▸ Data shown
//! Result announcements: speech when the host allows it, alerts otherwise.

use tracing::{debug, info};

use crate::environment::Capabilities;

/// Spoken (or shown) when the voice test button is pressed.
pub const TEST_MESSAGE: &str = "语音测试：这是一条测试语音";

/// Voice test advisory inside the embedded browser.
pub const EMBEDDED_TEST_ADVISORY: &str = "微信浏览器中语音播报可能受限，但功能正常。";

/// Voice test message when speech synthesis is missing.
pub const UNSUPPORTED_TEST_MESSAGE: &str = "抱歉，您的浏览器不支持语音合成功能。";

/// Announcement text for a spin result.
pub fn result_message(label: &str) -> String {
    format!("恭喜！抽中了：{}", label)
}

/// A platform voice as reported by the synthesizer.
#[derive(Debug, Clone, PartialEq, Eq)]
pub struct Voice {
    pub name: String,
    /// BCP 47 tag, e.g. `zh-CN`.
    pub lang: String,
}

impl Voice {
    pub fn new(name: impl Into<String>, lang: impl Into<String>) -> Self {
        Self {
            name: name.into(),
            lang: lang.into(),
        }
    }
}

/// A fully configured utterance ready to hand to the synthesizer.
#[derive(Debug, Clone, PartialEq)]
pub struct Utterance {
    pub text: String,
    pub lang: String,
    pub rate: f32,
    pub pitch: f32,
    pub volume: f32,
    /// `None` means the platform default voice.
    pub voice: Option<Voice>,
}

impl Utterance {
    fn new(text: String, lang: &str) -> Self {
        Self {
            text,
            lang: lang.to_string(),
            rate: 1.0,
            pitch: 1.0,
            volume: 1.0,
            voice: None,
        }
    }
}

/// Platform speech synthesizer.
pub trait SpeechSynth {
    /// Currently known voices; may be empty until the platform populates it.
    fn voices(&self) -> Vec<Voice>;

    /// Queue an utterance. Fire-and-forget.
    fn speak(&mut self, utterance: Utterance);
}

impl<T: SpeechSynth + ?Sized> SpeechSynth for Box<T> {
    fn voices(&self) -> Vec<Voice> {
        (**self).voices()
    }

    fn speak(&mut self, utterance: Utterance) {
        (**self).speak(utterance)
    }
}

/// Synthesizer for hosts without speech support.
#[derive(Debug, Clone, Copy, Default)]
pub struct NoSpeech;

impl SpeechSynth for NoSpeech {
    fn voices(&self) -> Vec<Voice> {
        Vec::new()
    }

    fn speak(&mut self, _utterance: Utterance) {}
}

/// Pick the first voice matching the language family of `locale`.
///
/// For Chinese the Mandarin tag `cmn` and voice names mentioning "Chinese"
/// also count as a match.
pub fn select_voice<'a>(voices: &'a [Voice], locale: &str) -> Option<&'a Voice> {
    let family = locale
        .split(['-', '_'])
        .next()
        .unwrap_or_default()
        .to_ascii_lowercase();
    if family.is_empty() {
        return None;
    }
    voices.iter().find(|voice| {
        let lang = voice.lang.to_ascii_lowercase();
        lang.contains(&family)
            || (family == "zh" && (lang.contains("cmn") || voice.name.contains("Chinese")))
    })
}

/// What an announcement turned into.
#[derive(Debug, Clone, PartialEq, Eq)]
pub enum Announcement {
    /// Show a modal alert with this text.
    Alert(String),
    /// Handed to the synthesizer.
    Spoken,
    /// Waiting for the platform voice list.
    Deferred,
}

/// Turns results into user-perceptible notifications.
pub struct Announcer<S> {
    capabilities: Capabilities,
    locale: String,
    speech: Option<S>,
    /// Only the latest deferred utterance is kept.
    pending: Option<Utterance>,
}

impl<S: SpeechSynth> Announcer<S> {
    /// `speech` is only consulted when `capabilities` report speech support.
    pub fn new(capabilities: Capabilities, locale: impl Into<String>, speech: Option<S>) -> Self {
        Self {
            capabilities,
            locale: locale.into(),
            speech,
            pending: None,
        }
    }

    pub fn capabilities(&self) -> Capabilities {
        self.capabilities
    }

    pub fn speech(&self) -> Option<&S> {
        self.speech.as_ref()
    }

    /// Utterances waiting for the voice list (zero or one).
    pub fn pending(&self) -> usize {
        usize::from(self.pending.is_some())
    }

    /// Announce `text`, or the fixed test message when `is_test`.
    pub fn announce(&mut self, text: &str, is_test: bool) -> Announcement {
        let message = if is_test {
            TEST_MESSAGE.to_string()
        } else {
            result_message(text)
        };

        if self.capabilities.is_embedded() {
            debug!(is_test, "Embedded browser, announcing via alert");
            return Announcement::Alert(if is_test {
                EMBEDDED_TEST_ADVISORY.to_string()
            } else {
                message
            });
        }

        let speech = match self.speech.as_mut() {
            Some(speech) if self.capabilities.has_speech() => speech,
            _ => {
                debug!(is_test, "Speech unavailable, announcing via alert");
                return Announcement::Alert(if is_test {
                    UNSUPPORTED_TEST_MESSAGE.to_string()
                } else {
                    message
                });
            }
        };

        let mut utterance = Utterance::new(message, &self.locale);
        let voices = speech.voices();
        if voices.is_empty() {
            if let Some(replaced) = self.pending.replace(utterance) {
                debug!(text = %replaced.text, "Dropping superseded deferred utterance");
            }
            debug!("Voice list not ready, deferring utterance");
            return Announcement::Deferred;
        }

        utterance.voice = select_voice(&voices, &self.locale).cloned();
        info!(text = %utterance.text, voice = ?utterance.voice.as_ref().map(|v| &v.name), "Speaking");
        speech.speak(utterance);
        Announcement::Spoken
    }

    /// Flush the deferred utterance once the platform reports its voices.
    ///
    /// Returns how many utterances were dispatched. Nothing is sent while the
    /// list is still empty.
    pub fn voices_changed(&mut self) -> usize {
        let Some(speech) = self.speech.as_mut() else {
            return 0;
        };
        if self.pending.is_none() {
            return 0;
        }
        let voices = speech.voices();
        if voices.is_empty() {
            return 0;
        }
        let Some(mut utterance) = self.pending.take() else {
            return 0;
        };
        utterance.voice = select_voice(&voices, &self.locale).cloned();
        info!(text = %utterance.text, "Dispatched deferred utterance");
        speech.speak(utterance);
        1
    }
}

▸ Task item
Return all lines in the entries above that carry the word "SpeechSynth".

▸ Result for this task
pub trait SpeechSynth {
impl<T: SpeechSynth + ?Sized> SpeechSynth for Box<T> {
impl SpeechSynth for NoSpeech {
impl<S: SpeechSynth> Announcer<S> {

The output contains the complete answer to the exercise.